WHAT YOU WILL DO >> Copy each line below that contains "whether".

MATERIAL PROVIDED >>

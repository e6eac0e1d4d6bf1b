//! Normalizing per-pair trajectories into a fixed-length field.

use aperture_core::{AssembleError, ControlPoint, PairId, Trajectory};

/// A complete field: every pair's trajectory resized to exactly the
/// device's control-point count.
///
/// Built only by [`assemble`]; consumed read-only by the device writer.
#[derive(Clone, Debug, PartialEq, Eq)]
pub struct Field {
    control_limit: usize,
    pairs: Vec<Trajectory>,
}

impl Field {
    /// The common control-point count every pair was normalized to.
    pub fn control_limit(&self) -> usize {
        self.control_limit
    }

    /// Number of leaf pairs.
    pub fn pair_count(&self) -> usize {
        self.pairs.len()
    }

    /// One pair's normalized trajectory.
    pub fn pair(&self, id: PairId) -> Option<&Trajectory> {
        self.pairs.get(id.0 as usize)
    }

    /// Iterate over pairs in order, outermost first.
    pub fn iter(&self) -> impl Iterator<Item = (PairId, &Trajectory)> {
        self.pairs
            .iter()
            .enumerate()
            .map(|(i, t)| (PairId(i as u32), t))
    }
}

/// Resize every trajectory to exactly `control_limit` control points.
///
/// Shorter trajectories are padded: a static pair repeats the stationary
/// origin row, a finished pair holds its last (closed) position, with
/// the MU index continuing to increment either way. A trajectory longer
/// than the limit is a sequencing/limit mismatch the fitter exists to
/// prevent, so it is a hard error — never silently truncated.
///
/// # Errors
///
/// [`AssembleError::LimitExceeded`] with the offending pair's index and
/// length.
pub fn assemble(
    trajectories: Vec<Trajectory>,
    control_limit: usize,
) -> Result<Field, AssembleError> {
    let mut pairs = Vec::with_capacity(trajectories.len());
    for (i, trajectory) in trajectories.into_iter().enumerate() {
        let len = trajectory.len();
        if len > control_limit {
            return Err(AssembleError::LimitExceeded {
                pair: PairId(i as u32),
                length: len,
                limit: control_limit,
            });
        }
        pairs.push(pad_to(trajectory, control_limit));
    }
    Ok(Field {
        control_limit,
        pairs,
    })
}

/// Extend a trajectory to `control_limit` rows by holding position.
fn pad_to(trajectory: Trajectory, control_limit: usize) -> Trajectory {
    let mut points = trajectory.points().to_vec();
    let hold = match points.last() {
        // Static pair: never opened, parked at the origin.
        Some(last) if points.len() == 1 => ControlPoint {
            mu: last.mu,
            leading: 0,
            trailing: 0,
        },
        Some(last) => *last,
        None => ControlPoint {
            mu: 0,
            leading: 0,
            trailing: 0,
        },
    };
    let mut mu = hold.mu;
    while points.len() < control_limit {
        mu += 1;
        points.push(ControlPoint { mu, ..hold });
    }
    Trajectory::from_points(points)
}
---
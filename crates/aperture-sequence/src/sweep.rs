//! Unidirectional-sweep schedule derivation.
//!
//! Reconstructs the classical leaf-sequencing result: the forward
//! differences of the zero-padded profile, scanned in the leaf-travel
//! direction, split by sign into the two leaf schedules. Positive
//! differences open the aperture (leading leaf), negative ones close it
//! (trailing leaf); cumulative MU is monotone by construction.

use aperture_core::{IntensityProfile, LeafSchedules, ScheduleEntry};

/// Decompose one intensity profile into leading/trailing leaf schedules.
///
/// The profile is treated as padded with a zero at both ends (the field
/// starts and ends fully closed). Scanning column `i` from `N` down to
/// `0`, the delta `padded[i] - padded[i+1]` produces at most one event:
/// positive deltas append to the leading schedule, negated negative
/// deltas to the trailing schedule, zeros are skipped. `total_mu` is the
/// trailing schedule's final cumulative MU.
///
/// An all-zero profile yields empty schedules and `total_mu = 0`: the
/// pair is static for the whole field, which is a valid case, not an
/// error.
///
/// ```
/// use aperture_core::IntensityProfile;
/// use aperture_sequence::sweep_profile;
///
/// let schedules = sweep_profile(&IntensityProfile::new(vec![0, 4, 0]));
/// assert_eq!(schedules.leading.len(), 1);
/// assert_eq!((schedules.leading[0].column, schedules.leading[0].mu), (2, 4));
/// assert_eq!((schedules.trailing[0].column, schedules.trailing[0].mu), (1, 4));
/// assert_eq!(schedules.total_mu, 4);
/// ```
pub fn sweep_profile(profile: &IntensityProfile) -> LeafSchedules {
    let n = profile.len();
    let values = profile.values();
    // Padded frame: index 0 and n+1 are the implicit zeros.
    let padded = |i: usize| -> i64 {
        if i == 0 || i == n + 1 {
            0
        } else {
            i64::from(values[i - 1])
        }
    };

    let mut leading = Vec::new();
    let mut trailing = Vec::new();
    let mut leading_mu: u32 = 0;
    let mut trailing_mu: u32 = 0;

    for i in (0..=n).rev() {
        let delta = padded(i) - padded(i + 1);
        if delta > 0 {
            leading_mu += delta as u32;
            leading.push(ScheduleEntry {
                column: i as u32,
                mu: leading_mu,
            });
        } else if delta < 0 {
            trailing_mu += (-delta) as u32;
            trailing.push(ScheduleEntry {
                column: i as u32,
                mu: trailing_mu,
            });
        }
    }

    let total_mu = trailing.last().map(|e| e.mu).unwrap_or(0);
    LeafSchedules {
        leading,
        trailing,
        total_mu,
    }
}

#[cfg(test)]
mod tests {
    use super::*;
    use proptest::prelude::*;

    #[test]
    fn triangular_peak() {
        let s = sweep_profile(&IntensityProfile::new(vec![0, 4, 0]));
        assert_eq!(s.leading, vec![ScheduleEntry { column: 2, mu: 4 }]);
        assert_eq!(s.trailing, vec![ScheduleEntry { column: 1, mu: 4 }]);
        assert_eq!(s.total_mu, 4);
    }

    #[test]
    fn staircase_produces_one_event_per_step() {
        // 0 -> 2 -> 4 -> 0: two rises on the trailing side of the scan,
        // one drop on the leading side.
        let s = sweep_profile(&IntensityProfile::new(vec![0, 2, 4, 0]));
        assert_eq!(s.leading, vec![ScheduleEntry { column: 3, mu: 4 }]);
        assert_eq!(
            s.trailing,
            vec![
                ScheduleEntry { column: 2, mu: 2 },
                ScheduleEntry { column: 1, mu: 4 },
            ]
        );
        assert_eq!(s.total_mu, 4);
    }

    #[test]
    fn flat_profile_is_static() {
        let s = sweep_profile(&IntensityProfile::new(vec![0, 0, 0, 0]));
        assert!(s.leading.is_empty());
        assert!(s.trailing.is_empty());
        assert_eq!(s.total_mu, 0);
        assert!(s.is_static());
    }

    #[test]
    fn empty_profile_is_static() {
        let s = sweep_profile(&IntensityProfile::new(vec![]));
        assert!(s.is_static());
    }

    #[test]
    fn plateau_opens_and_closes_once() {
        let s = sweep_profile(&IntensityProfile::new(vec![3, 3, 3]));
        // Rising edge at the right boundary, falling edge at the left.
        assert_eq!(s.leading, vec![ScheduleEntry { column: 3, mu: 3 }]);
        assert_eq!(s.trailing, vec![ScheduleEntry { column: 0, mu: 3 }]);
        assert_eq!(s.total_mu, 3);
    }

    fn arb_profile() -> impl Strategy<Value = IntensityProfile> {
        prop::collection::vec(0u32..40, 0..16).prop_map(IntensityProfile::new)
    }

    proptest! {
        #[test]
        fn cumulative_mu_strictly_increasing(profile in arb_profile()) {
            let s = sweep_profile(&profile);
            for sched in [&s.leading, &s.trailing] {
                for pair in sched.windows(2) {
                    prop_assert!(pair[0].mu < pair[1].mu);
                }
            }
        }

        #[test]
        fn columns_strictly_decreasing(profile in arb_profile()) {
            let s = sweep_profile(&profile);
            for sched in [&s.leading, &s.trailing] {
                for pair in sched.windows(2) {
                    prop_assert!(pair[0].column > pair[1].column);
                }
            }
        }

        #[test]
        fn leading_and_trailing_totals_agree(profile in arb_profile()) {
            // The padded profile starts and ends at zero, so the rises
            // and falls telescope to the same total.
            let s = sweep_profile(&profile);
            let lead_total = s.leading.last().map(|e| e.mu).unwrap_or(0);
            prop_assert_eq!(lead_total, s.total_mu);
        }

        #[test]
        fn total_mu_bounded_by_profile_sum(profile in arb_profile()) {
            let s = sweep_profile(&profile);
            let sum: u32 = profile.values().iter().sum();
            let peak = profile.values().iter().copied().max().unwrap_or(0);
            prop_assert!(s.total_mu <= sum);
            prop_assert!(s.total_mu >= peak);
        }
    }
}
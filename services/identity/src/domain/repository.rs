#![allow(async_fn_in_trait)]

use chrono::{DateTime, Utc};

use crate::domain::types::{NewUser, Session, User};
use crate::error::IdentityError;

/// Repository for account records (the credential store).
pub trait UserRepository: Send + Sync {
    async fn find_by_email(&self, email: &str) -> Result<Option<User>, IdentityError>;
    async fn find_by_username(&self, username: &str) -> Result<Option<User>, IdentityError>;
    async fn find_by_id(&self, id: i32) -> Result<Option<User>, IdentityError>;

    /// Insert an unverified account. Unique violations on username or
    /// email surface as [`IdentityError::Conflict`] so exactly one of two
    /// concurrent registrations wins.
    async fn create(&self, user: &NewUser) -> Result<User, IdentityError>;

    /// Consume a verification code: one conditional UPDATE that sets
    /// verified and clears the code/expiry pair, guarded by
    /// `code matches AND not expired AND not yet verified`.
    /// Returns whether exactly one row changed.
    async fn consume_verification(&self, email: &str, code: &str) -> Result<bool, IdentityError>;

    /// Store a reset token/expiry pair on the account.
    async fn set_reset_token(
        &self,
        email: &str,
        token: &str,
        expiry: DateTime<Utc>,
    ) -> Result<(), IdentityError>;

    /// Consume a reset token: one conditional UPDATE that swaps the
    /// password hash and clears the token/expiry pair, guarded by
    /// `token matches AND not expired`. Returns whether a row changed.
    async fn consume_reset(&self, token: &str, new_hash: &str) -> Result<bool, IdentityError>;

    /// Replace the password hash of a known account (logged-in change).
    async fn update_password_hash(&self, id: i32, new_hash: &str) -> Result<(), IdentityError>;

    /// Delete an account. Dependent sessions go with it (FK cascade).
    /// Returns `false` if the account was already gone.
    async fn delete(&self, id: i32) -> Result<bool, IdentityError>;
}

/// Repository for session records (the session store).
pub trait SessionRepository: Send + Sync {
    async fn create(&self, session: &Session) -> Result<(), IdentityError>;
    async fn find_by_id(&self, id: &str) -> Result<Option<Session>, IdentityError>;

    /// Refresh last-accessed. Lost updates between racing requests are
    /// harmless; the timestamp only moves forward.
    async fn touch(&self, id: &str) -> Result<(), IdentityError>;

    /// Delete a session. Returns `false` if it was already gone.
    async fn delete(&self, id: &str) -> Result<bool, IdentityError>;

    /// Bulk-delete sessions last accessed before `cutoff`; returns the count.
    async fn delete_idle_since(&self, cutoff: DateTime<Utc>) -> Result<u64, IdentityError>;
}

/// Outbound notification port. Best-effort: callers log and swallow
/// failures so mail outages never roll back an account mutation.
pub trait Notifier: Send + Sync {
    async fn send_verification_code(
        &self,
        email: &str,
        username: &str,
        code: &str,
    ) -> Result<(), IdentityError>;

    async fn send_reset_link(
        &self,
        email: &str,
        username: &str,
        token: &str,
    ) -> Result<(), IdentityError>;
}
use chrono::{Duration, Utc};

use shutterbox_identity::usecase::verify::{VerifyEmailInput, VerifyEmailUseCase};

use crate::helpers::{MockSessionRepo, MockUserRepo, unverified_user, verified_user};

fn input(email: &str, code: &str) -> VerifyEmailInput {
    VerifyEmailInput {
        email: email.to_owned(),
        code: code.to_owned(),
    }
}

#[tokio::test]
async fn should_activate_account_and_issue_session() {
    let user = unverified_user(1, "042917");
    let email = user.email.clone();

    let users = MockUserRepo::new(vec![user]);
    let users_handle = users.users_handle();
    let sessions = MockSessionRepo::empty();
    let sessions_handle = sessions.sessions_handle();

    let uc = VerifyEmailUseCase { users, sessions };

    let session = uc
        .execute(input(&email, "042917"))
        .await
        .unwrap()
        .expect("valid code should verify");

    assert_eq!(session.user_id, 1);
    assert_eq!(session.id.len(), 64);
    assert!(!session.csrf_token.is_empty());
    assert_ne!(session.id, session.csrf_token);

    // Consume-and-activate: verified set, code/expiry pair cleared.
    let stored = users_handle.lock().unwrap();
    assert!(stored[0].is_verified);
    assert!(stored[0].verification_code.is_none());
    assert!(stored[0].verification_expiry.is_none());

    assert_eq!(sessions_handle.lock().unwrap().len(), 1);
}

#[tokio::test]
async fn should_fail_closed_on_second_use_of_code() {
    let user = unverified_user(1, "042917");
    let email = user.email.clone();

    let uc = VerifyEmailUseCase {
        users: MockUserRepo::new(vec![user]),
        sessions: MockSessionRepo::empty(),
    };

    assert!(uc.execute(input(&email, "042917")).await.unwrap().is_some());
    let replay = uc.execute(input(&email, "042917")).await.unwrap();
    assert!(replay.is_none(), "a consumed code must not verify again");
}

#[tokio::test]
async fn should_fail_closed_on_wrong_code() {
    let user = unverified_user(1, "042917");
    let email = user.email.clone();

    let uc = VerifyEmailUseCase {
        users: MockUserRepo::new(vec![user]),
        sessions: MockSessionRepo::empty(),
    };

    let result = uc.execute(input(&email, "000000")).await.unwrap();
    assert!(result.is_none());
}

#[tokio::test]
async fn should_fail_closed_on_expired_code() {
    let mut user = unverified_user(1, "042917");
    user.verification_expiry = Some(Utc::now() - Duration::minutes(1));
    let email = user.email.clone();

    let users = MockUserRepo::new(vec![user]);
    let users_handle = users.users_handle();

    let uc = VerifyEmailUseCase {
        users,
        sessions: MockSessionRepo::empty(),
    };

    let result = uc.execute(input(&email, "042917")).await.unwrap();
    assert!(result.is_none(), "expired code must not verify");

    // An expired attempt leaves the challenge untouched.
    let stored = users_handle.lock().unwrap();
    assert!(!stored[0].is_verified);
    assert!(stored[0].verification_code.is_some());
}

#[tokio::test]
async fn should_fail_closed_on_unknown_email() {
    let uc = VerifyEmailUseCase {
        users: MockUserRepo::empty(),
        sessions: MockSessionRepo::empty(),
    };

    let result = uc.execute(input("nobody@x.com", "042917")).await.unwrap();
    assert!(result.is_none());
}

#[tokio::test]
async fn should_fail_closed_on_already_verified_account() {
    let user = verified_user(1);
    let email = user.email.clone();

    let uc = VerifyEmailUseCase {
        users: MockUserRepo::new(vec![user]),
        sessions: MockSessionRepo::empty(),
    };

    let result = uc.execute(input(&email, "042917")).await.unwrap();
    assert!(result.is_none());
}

SOLUTION TO THE EXERCISE >>
    /// Returns whether exactly one row changed.
    /// `token matches AND not expired`. Returns whether a row changed.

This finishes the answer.